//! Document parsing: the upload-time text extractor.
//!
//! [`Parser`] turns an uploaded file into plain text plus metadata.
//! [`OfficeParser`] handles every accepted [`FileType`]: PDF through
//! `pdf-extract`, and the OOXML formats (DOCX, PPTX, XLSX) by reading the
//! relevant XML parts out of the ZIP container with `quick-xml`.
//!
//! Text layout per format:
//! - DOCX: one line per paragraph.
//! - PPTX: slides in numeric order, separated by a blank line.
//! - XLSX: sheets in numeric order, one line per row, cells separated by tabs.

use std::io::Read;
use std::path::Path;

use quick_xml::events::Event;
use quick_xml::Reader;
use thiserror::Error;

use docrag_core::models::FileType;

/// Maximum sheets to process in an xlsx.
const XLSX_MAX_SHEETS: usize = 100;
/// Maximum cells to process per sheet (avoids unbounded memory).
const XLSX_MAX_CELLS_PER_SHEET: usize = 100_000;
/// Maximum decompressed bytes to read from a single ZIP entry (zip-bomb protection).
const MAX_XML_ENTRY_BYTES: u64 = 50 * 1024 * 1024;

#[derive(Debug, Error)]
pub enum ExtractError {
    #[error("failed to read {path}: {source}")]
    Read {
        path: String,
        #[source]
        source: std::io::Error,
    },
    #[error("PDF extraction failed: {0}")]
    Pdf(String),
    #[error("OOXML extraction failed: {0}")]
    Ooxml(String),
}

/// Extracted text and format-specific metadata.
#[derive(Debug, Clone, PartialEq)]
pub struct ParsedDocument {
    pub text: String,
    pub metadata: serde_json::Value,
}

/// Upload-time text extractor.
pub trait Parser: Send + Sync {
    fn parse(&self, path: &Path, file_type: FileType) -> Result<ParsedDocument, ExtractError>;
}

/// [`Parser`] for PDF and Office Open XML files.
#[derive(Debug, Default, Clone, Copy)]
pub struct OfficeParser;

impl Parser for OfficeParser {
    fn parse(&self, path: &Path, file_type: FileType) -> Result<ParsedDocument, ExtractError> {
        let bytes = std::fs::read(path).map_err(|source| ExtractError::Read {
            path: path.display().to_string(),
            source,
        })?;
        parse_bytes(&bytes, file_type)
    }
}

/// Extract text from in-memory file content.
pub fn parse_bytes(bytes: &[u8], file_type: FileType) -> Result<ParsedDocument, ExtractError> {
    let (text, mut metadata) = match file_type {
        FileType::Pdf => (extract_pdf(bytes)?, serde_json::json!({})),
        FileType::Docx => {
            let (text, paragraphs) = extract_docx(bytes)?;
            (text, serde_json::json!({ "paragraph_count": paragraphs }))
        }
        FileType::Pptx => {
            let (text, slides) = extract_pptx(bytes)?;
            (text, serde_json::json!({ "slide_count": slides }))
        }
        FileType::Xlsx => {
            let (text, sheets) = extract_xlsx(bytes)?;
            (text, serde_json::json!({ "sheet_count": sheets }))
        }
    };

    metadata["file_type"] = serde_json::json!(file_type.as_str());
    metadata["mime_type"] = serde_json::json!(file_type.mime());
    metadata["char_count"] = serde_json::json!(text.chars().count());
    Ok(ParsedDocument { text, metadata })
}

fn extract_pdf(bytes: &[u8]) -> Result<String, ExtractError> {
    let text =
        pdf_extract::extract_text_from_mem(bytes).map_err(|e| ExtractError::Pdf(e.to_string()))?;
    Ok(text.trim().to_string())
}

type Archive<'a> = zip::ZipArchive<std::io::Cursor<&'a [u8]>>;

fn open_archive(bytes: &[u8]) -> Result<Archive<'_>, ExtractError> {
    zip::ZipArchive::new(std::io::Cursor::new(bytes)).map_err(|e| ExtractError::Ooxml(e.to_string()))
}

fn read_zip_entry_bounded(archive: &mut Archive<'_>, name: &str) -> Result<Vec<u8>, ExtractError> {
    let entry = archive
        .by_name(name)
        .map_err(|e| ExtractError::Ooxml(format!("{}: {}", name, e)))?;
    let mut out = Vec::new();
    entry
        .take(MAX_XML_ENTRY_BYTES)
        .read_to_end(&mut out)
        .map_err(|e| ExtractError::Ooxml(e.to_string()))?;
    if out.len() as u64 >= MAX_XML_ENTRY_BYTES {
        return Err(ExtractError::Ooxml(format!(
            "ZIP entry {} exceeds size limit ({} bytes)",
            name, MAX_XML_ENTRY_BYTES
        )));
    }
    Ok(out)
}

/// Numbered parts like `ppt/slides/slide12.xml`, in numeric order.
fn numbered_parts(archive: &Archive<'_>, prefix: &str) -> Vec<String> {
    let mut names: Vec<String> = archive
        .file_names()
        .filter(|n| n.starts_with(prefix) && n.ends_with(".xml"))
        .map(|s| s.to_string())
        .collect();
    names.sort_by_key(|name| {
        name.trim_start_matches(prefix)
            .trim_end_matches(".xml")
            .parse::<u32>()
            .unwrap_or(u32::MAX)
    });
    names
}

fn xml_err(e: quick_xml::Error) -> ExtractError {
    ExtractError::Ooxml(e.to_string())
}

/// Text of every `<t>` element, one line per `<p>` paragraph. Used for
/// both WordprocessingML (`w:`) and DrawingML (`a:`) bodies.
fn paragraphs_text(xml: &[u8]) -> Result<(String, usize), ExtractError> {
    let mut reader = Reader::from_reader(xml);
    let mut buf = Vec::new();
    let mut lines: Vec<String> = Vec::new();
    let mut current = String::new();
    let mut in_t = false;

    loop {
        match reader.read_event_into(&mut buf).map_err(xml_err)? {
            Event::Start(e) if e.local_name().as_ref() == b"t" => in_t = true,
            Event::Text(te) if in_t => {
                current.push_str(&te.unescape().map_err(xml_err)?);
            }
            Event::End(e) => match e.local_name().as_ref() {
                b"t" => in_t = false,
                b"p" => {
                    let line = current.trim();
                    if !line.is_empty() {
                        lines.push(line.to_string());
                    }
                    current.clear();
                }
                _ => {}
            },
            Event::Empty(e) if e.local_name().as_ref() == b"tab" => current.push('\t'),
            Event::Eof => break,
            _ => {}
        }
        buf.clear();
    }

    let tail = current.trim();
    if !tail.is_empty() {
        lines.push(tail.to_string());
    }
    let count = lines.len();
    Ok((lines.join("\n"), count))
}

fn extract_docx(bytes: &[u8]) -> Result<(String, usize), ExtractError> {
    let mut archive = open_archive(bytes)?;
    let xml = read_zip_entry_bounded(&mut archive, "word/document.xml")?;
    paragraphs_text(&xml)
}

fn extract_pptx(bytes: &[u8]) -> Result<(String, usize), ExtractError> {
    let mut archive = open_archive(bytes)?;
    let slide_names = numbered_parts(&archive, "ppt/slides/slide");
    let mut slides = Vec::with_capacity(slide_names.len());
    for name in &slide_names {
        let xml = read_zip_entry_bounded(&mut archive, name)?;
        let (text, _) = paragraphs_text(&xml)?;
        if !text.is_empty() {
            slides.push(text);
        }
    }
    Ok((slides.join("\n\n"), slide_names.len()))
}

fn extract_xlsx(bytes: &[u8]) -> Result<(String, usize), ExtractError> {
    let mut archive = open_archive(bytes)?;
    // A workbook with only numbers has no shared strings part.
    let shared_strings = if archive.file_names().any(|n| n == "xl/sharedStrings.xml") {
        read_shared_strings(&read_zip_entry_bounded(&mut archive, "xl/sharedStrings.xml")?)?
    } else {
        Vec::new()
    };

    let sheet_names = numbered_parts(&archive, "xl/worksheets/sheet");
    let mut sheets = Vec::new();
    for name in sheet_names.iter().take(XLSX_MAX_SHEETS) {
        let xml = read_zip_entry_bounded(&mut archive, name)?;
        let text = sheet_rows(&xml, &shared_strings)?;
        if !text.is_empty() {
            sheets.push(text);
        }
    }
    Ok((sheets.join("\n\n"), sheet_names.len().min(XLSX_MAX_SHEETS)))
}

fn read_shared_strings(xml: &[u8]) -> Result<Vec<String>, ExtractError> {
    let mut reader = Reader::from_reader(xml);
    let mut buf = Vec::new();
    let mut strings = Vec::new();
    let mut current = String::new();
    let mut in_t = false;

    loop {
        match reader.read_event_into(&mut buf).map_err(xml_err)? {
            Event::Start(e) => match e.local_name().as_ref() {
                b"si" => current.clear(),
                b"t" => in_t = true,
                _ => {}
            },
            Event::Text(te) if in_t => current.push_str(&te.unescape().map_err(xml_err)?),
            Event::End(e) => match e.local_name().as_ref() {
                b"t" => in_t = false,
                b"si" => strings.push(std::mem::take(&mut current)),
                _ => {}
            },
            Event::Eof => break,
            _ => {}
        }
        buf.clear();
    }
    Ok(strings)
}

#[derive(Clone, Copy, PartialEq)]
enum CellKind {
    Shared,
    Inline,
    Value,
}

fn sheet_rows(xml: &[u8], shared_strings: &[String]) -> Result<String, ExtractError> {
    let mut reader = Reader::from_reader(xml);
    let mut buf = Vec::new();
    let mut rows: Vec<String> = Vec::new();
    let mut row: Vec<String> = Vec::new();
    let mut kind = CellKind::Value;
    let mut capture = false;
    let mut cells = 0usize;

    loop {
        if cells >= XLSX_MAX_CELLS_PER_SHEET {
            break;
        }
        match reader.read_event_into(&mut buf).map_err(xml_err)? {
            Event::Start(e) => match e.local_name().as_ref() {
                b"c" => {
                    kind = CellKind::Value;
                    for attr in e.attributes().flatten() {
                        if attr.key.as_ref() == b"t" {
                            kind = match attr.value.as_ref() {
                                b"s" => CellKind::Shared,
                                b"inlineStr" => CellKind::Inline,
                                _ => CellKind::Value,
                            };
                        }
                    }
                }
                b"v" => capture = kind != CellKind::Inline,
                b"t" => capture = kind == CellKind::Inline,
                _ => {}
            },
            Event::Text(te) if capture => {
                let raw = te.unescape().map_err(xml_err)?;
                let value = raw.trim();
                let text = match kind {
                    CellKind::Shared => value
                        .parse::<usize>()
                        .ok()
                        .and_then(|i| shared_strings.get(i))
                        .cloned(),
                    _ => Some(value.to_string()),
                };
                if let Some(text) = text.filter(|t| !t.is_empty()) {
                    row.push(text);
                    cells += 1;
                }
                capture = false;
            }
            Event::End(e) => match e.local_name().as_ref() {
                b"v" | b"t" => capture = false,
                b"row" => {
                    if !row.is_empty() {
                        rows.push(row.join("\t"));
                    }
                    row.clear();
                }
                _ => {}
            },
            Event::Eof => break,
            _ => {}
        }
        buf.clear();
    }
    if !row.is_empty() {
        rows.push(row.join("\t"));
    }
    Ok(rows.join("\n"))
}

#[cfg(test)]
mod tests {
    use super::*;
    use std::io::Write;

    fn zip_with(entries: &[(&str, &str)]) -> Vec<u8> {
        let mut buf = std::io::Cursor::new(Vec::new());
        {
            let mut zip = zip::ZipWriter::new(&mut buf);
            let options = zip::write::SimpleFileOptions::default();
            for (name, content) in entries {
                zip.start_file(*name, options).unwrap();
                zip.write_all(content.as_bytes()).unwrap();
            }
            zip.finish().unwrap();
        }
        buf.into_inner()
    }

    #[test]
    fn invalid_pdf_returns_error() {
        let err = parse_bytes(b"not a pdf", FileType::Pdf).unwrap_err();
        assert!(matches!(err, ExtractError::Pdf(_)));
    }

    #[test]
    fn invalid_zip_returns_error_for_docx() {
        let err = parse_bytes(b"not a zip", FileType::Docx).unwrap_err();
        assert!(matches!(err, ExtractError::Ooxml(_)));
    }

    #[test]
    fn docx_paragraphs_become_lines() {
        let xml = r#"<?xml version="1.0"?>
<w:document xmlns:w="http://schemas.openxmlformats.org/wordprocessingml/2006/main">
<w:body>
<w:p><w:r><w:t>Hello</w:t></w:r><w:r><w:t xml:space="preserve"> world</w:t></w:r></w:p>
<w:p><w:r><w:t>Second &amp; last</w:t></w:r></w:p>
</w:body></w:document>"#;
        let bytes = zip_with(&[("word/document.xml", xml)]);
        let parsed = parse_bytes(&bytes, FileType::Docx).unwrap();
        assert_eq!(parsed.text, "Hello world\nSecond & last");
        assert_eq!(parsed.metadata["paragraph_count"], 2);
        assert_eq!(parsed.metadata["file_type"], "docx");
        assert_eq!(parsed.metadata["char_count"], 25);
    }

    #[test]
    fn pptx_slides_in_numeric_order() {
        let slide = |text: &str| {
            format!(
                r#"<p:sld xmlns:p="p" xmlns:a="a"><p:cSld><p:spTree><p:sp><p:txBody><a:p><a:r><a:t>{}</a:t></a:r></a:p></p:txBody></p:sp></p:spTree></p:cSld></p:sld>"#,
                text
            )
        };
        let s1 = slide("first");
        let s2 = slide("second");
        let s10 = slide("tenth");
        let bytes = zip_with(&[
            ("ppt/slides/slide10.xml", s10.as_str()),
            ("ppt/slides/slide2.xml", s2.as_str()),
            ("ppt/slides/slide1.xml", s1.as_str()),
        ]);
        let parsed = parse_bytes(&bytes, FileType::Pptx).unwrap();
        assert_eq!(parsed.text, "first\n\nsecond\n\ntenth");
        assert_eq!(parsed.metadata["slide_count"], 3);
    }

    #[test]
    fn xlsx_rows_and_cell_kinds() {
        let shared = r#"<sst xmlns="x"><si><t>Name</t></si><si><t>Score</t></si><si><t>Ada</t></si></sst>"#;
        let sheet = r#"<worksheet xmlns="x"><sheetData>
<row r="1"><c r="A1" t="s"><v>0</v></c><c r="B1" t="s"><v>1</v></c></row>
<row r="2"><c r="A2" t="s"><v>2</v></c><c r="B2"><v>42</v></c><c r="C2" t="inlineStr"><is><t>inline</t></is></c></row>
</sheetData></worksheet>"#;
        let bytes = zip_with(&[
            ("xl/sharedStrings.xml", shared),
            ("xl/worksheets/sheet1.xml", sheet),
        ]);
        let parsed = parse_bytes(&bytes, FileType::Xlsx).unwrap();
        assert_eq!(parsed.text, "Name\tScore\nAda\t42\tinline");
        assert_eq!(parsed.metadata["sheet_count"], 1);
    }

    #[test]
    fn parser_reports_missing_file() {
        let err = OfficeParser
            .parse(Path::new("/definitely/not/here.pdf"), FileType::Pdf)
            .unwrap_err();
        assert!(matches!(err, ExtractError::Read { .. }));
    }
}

==

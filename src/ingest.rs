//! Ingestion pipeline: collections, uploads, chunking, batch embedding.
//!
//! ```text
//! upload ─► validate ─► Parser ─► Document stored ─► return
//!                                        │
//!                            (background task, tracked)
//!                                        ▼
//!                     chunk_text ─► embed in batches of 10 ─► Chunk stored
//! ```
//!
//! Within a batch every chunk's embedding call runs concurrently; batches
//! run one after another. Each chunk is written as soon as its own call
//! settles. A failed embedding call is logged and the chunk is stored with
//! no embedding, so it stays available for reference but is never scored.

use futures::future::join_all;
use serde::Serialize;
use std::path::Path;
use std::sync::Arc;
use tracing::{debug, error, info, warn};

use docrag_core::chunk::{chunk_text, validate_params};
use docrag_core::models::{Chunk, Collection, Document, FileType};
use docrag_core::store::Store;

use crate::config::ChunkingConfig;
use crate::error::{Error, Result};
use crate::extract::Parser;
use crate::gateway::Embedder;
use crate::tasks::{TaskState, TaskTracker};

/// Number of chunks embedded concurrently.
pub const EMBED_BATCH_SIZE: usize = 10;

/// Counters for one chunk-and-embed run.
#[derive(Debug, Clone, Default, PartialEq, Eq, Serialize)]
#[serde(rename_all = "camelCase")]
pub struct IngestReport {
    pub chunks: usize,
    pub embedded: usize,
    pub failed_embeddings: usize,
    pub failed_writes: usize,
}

---

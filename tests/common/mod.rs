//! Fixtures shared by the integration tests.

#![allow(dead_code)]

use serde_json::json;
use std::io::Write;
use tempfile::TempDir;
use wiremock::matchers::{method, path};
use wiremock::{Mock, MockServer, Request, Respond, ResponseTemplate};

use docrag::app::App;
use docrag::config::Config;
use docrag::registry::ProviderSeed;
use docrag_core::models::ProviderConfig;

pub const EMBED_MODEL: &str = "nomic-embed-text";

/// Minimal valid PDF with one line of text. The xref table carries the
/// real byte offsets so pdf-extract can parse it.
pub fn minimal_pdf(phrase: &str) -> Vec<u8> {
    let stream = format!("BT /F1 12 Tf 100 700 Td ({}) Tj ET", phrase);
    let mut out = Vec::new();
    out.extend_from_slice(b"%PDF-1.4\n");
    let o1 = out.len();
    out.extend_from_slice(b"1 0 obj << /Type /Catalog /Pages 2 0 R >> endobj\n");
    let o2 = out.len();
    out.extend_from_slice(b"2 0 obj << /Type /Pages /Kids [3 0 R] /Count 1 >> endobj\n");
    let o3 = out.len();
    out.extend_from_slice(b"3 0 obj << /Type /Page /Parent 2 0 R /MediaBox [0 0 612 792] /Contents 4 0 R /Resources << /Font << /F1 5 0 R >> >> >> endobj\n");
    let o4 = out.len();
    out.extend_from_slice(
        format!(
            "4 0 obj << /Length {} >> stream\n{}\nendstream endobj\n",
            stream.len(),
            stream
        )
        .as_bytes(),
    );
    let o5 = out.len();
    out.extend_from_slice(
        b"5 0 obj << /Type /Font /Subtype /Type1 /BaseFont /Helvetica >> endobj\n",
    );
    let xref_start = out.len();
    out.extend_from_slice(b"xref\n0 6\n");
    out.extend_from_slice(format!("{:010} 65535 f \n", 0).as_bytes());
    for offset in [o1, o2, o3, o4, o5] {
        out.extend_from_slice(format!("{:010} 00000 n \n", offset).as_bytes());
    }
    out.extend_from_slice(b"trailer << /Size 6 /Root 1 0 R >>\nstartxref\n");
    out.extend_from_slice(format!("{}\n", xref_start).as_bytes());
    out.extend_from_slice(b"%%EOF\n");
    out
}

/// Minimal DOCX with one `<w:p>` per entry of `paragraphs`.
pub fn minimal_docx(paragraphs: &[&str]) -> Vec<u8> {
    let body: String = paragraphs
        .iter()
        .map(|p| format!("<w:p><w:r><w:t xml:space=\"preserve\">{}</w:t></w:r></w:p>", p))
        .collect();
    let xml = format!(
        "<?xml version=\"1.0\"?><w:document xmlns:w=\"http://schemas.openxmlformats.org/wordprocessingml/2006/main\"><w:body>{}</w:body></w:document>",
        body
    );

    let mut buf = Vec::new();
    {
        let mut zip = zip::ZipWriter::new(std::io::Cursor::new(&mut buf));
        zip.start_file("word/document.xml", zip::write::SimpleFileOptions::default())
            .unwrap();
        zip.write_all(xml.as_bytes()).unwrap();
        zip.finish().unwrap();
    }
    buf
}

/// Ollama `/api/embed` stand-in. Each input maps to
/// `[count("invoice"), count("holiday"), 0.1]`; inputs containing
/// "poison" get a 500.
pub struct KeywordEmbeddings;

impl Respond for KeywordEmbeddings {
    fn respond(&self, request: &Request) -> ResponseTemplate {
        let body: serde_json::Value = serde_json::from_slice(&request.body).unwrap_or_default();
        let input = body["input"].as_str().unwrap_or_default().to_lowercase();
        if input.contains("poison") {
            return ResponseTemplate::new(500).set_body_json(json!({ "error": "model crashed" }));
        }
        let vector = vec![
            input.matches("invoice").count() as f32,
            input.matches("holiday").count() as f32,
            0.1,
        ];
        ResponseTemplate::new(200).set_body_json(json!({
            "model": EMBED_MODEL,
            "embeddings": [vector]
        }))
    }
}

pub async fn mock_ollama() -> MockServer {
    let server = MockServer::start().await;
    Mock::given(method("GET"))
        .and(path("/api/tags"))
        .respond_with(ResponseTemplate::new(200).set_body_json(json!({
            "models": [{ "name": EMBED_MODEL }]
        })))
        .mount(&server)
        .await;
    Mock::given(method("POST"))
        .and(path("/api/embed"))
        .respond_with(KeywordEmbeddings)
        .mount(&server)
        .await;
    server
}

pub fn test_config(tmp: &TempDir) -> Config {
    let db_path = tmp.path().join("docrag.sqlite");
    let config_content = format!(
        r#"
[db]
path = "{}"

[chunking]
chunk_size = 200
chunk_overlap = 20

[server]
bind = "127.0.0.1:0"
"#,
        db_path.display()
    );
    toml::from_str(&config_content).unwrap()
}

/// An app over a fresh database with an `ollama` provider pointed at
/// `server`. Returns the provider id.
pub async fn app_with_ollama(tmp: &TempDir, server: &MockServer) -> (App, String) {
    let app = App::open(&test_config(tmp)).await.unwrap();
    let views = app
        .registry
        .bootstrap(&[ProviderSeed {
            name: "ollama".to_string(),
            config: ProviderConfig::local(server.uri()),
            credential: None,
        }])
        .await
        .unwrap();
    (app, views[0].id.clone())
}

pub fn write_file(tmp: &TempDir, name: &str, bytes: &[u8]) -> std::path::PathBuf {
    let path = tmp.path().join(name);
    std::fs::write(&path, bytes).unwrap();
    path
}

PROBLEM DESCRIPTION:
Go line by line through the data and copy any that contain "memory".

OUTPUT OF THE EXERCISE:
/// Maximum cells to process per sheet (avoids unbounded memory).
/// Extract text from in-memory file content.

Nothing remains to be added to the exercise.